Eupusia klytios

Scientific classification
- Kingdom: Animalia
- Phylum: Mollusca
- Class: Gastropoda
- Subclass: Caenogastropoda
- Order: Neogastropoda
- Family: Costellariidae
- Genus: Eupusia
- Species: E. klytios
- Binomial name: Eupusia klytios (Turner, 2008)
- Synonyms: Vexillum (Pusia) klytios Turner, 2008; Vexillum klytios H. Turner, 2008 superseded combination;

= Eupusia klytios =

- Authority: (Turner, 2008)
- Synonyms: Vexillum (Pusia) klytios Turner, 2008, Vexillum klytios H. Turner, 2008 superseded combination

Species of gastropod

Eupusia klytios is a species of small sea snail, marine gastropod mollusk in the family Costellariidae, the ribbed miters.

==Etymology==
The word klytios refers to the name Clytius, a brother of Priamos, king of Troy.

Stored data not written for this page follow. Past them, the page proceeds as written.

use axum::{extract::State, Json};
use chrono::Utc;
use hmac::{Hmac, Mac};
use serde_json::{json, Value};
use sha2::Sha256;
use uuid::Uuid;

use crate::{
    error::ApiError,
    models::{CreateOrderReq, Purchase, VerifyPaymentReq},
    razorpay::OrderRequest,
    AppState,
};

/// The gateway rejects receipts longer than 40 characters, so truncation is
/// a correctness requirement here.
pub const RECEIPT_MAX_LEN: usize = 40;

pub fn receipt_for(purchase_id: Option<Uuid>, fallback_millis: i64) -> String {
    let mut receipt = match purchase_id {
        // UUIDs like xxxxxxxx-xxxx-... -> first segment keeps it short.
        Some(id) => {
            let id = id.to_string();
            let short = id.split('-').next().unwrap_or(&id).to_string();
            format!("purchase_{short}")
        }
        None => format!("receipt_{fallback_millis}"),
    };
    receipt.truncate(RECEIPT_MAX_LEN);
    receipt
}

/// Hex HMAC-SHA256 over `"{order_id}|{payment_id}"`, exactly what the
/// gateway signs in its checkout callback.
pub fn expected_signature(secret: &str, order_id: &str, payment_id: &str) -> String {
    let mut mac = Hmac::<Sha256>::new_from_slice(secret.as_bytes())
        .expect("HMAC can take key of any size");
    mac.update(format!("{order_id}|{payment_id}").as_bytes());
    hex::encode(mac.finalize().into_bytes())
}

pub fn signature_matches(secret: &str, order_id: &str, payment_id: &str, supplied: &str) -> bool {
    expected_signature(secret, order_id, payment_id) == supplied
}

// POST /api/create-order
pub async fn create_order(
    State(state): State<AppState>,
    Json(req): Json<CreateOrderReq>,
) -> Result<Json<Value>, ApiError> {
    let Some(amount) = req.amount else {
        return Err(ApiError::BadRequest("amount required (in paise)".into()));
    };
    let currency = req.currency.unwrap_or_else(|| "INR".to_string());
    let customer = req.customer.unwrap_or_default();
    let customer_json = serde_json::to_value(&customer).unwrap_or_else(|_| json!({}));

    // Pre-purchase row is best-effort; checkout continues even if it fails.
    let purchase_id = match sqlx::query_as::<_, Purchase>(
        r#"
        INSERT INTO purchases (customer, amount, currency, status)
        VALUES ($1, $2, $3, 'pending')
        RETURNING id, customer, amount, currency, status,
                  razorpay_order_id, payment_id, created_at
        "#,
    )
    .bind(&customer_json)
    .bind(amount)
    .bind(&currency)
    .fetch_one(&state.db)
    .await
    {
        Ok(purchase) => Some(purchase.id),
        Err(e) => {
            tracing::warn!(error = %e, "failed to save purchase");
            None
        }
    };

    let receipt = receipt_for(purchase_id, Utc::now().timestamp_millis());
    tracing::info!(%receipt, "creating gateway order");

    let order = state
        .razorpay
        .create_order(&OrderRequest {
            amount,
            currency,
            receipt,
            notes: customer_json,
        })
        .await?;

    if let Some(purchase_id) = purchase_id {
        if let Err(e) = sqlx::query("UPDATE purchases SET razorpay_order_id = $1 WHERE id = $2")
            .bind(&order.id)
            .bind(purchase_id)
            .execute(&state.db)
            .await
        {
            tracing::warn!(error = %e, %purchase_id, "failed to record gateway order id");
        }
    }

    Ok(Json(json!({
        "success": true,
        "orderId": order.id,
        "razorpayKey": state.config.razorpay_key_id,
        "purchaseId": purchase_id,
    })))
}

// POST /api/verify-payment
//
// The signature check is the sole gate between a forged "payment succeeded"
// callback and paid content; everything after it is fulfillment.
pub async fn verify_payment(
    State(state): State<AppState>,
    Json(req): Json<VerifyPaymentReq>,
) -> Result<Json<Value>, ApiError> {
    let (Some(order_id), Some(payment_id), Some(signature)) = (
        req.razorpay_order_id.as_deref(),
        req.razorpay_payment_id.as_deref(),
        req.razorpay_signature.as_deref(),
    ) else {
        return Err(ApiError::BadRequest("Missing payment parameters".into()));
    };

    if !signature_matches(&state.config.razorpay_key_secret, order_id, payment_id, signature) {
        return Err(ApiError::BadRequest("Invalid signature".into()));
    }

    // Course-specific drive link wins over the globally configured fallback.
    let mut drive_link = state
        .config
        .fallback_drive_link
        .clone()
        .unwrap_or_default();
    if let Some(course_id) = req.course_id {
        match sqlx::query_scalar::<_, Option<String>>("SELECT drive_link FROM courses WHERE id = $1")
            .bind(course_id)
            .fetch_optional(&state.db)
            .await
        {
            Ok(Some(Some(link))) if !link.trim().is_empty() => {
                drive_link = link.trim().to_string();
            }
            Ok(_) => tracing::info!(%course_id, "no course-specific drive link"),
            Err(e) => tracing::warn!(error = %e, %course_id, "failed to resolve course drive link"),
        }
    }
    if drive_link.is_empty() {
        tracing::error!("no delivery link configured for verified payment");
    }

    let customer = req.customer.clone().unwrap_or_default();
    let customer_json = serde_json::to_value(&customer).unwrap_or_else(|_| json!({}));

    // Append-only audit row, best-effort.
    if let Err(e) = sqlx::query(
        r#"
        INSERT INTO payments (order_id, payment_id, customer, amount, purchase_id)
        VALUES ($1, $2, $3, $4, $5)
        "#,
    )
    .bind(order_id)
    .bind(payment_id)
    .bind(&customer_json)
    .bind(req.amount)
    .bind(req.purchase_id)
    .execute(&state.db)
    .await
    {
        tracing::warn!(error = %e, "failed to record payment audit row");
    }

    // Compare-and-swap pending -> paid. The email only fires when this call
    // actually flipped the row, so a concurrent duplicate verification
    // cannot double-send.
    let mut fulfilled = true;
    if let Some(purchase_id) = req.purchase_id {
        match sqlx::query(
            r#"
            UPDATE purchases
            SET status = 'paid', payment_id = $1
            WHERE id = $2 AND status = 'pending'
            "#,
        )
        .bind(payment_id)
        .bind(purchase_id)
        .execute(&state.db)
        .await
        {
            Ok(result) => {
                fulfilled = result.rows_affected() > 0;
                if !fulfilled {
                    tracing::info!(%purchase_id, "purchase already paid; skipping fulfillment email");
                }
            }
            Err(e) => {
                tracing::warn!(error = %e, %purchase_id, "failed to mark purchase paid");
                fulfilled = false;
            }
        }
    }

    if fulfilled && !drive_link.is_empty() {
        if let (Some(mailer), Some(email)) = (&state.mailer, customer.email.as_deref()) {
            match mailer.send_delivery_link(email, &drive_link).await {
                Ok(()) => tracing::info!(to = email, "fulfillment email sent"),
                Err(e) => tracing::warn!(error = %e, "failed to send fulfillment email"),
            }
        }
    }

    let (redirect, message) = if drive_link.is_empty() {
        ("/".to_string(), "Payment verified")
    } else {
        (drive_link, "Payment verified, redirecting to course materials")
    };
    Ok(Json(json!({ "success": true, "redirect": redirect, "message": message })))
}

#[cfg(test)]
mod tests {
    use super::*;

    const SECRET: &str = "rzp_test_secret";

    #[test]
    fn matching_signature_is_accepted() {
        let sig = expected_signature(SECRET, "order_abc", "pay_123");
        assert!(signature_matches(SECRET, "order_abc", "pay_123", &sig));
    }

    #[test]
    fn tampered_fields_are_rejected() {
        let sig = expected_signature(SECRET, "order_abc", "pay_123");
        assert!(!signature_matches(SECRET, "order_abd", "pay_123", &sig));
        assert!(!signature_matches(SECRET, "order_abc", "pay_124", &sig));

        let mut flipped = sig.into_bytes();
        flipped[0] = if flipped[0] == b'0' { b'1' } else { b'0' };
        let flipped = String::from_utf8(flipped).unwrap();
        assert!(!signature_matches(SECRET, "order_abc", "pay_123", &flipped));
    }

    #[test]
    fn different_secrets_disagree() {
        let sig = expected_signature(SECRET, "order_abc", "pay_123");
        assert!(!signature_matches("other_secret", "order_abc", "pay_123", &sig));
    }

    #[test]
    fn receipt_uses_first_uuid_segment() {
        let id = Uuid::parse_str("a1b2c3d4-0000-4000-8000-000000000000").unwrap();
        let receipt = receipt_for(Some(id), 0);
        assert_eq!(receipt, "purchase_a1b2c3d4");
        assert!(receipt.len() <= RECEIPT_MAX_LEN);
    }

    #[test]
    fn receipt_falls_back_to_timestamp() {
        let receipt = receipt_for(None, 1_700_000_000_000);
        assert_eq!(receipt, "receipt_1700000000000");
        assert!(receipt.len() <= RECEIPT_MAX_LEN);
    }

    #[test]
    fn receipt_never_exceeds_gateway_cap() {
        for id in [None, Some(Uuid::new_v4())] {
            assert!(receipt_for(id, i64::MAX).len() <= RECEIPT_MAX_LEN);
        }
    }
}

It was chosen to mean that the species is like a brother of the species Pusia microzonias.

==Description==

The length of the shell attains 18 mm.
==Distribution==
This marine species occurs in shallow waters the Indo-West Pacific; also off Australia (Northern Territory, Queensland, Western Australia), typically at depths of 20 m.